//! OFX 2.02 → OFX 1.02 re-encoding.
//!
//! The mutated tree is first printed as an OFX 2 document behind its
//! header, then re-parsed, then written in the SGML form: one tag per line,
//! aggregates closed, leaf elements left open. A leaf is an element that
//! carries text and no children; anything else is an aggregate.

use crate::errors::{RewriteError, RewriteResult};
use crate::xml::{Element, parse_str, pretty_print};

pub const XML_DECLARATION: &str = r#"<?xml version="1.0" encoding="utf-8"?>"#;
pub const OFX_V2_HEADER: &str =
    r#"<?OFX OFXHEADER="200" VERSION="202" SECURITY="NONE" OLDFILEUID="NONE" NEWFILEUID="NONE"?>"#;

const OFX_V1_HEADER: &[(&str, &str)] = &[
    ("OFXHEADER", "100"),
    ("DATA", "OFXSGML"),
    ("VERSION", "102"),
    ("SECURITY", "NONE"),
    ("ENCODING", "USASCII"),
    ("CHARSET", "NONE"),
    ("COMPRESSION", "NONE"),
    ("OLDFILEUID", "NONE"),
    ("NEWFILEUID", "NONE"),
];

const ROOT_TAG: &str = "OFX";
const INDENT: &str = "  ";

/// The OFX 2.02 text: XML declaration, OFX processing instruction, then the
/// pretty-printed tree.
pub fn assemble_v2(root: &Element) -> RewriteResult<String> {
    let mut message = String::new();
    message.push_str(XML_DECLARATION);
    message.push('\n');
    message.push_str(OFX_V2_HEADER);
    message.push('\n');
    message.push_str(&pretty_print(root)?);
    Ok(message)
}

/// Encode `root` as an OFX 1.02 SGML document.
pub fn encode(root: &Element) -> RewriteResult<String> {
    let v2_message = assemble_v2(root)?;
    tracing::debug!("OFX 2 message:\n{}", v2_message);

    let reparsed = parse_str(&v2_message)
        .map_err(|e| RewriteError::EncodeFailed(format!("re-parsing OFX 2 message: {e}")))?;
    if reparsed.local_name() != ROOT_TAG {
        return Err(RewriteError::EncodeFailed(format!(
            "document root is <{}>, expected <{ROOT_TAG}>",
            reparsed.name
        )));
    }

    let mut out = v1_header();
    write_sgml(&mut out, &reparsed, 0);
    Ok(out)
}

/// `KEY:VALUE` header lines, CRLF-terminated, followed by the blank line
/// that separates header from body.
fn v1_header() -> String {
    let mut header = String::new();
    for (key, value) in OFX_V1_HEADER {
        header.push_str(key);
        header.push(':');
        header.push_str(value);
        header.push_str("\r\n");
    }
    header.push_str("\r\n");
    header
}

fn write_sgml(out: &mut String, element: &Element, depth: usize) {
    let indent = INDENT.repeat(depth);
    let tag = element.local_name();

    if let (true, Some(text)) = (element.is_leaf(), element.text.as_deref()) {
        out.push_str(&format!("{indent}<{tag}>{}\n", escape_sgml(text)));
        return;
    }

    out.push_str(&format!("{indent}<{tag}>\n"));
    for child in &element.children {
        write_sgml(out, child, depth + 1);
    }
    out.push_str(&format!("{indent}</{tag}>\n"));
}

fn escape_sgml(text: &str) -> String {
    text.replace('&', "&amp;")
        .replace('<', "&lt;")
        .replace('>', "&gt;")
}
───
**PROMPT**
Your answer should be a single number: how many lines of the material contain "format".

**RESPONSE BELOW**
5